Forse il primo esempio nel
cinema italiano di zombi spaziali, direttamente ispirato al racconto Una
notte di 21 ore di Renato Pestriniero. Il film, che vide la collaborazione
nella stesura della sceneggiatura anche dello scrittore Alberto Bevilacqua e
del critico Callisto Cosulich, oltre allo stesso regista, affronta al tempo
stesso sia l’idea del contagio e del possesso e gestione della mente (volontà)
che quello più ampio della colonizzazione, alla quale si oppone il comandante
ed i membri dell’astronave. Girato in evidenti ristrettezze economiche, tanto
che per gli scenari il regista dovette riciclare sempre le stesse pietre lunari
sottratte ad un altro set cinematografico [i]
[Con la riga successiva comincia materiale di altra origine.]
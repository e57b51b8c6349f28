//! CLI-specific error types

use std::fmt;
use std::io;

use crate::catalog::CatalogError;

/// CLI error codes
#[derive(Debug, Clone, PartialEq, Eq)]
pub enum CliErrorCode {
    /// Configuration file error
    ConfigError,
    /// I/O error (stdout or files)
    IoError,
    /// Argument value not usable by the command
    InvalidArgument,
    /// Query layer error, carrying its own code
    Catalog(&'static str),
}

impl CliErrorCode {
    /// Get the error code string
    pub fn code(&self) -> &'static str {
        match self {
            Self::ConfigError => "BOOKDB_CLI_CONFIG_ERROR",
            Self::IoError => "BOOKDB_CLI_IO_ERROR",
            Self::InvalidArgument => "BOOKDB_CLI_INVALID_ARGUMENT",
            Self::Catalog(code) => *code,
        }
    }
}

/// CLI error
#[derive(Debug)]
pub struct CliError {
    code: CliErrorCode,
    message: String,
}

impl CliError {
    /// Create a new CLI error
    pub fn new(code: CliErrorCode, message: impl Into<String>) -> Self {
        Self {
            code,
            message: message.into(),
        }
    }

    /// Config error
    pub fn config_error(msg: impl Into<String>) -> Self {
        Self::new(CliErrorCode::ConfigError, msg)
    }

    /// I/O error
    pub fn io_error(msg: impl Into<String>) -> Self {
        Self::new(CliErrorCode::IoError, msg)
    }

    /// Invalid argument
    pub fn invalid_argument(msg: impl Into<String>) -> Self {
        Self::new(CliErrorCode::InvalidArgument, msg)
    }

    /// Get the error code
    pub fn code(&self) -> &CliErrorCode {
        &self.code
    }

    /// Get the error code string
    pub fn code_str(&self) -> &'static str {
        self.code.code()
    }

    /// Get the error message
    pub fn message(&self) -> &str {
        &self.message
    }
}

impl fmt::Display for CliError {
    fn fmt(&self, f: &mut fmt::Formatter<'_>) -> fmt::Result {
        write!(f, "{}: {}", self.code.code(), self.message)
    }
}

impl std::error::Error for CliError {}

impl From<io::Error> for CliError {
    fn from(e: io::Error) -> Self {
        Self::io_error(e.to_string())
    }
}

impl From<serde_json::Error> for CliError {
    fn from(e: serde_json::Error) -> Self {
        Self::io_error(format!("JSON error: {}", e))
    }
}

impl From<CatalogError> for CliError {
    fn from(e: CatalogError) -> Self {
        Self::new(CliErrorCode::Catalog(e.code()), e.to_string())
    }
}

/// CLI result type
pub type CliResult<T> = Result<T, CliError>;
, il film riesce ugualmente ad appassionare per la vivace rappresentazione
scenografica organizzata da Carlo Gentili e per quei movimenti della m.d.p.
(carrelli e piani sequenza) che hanno reso celebre lo stile del regista. La
geniale intuizione di realizzare gli scheletri umanoidi giganti per
rappresentare un’evoluzione del sistema e quindi definire una realtà spaziale
ormai priva di tempo e completamente assorbita nell’idea del futuro (tempo che
manca e quindi corpo che manca), oltre ad essere efficace al contesto narrativo
diventa anche il momento più inquietante della pellicola quando di questi alieni
se ne sente anche la voce registrata su un apparecchio che il comandante della
spedizione aziona inconsapevolmente. Assolutamente terrificante il risveglio
degli zombi, di semplice realizzazione (fumo, cellophane e rallenti) ma
d’altissima efficacia. Terrore nello spazio è anche la prima pellicola
dove il figlio del regista, Lamberto, si applica come aiuto regia. Per pochi
istanti, quando è sollevato il metallico coperchio delle bare, l’immagine sullo
schermo ricorda il monolite nero de 2001: odissea nello spazio (1968) di
Stanley Kubrick. L’idea dello scheletro mostruoso sarà ripresa anche in Alien
(1979) di Ridley Scott [ii].
Recentemente ne è stato realizzato se non un sequel, almeno un plagio, ad opera
di un altro grande maestro del cinema di genere ancora attivissimo negli Stati
Uniti: Fantasmi da Marte (2001) di John Carpenter.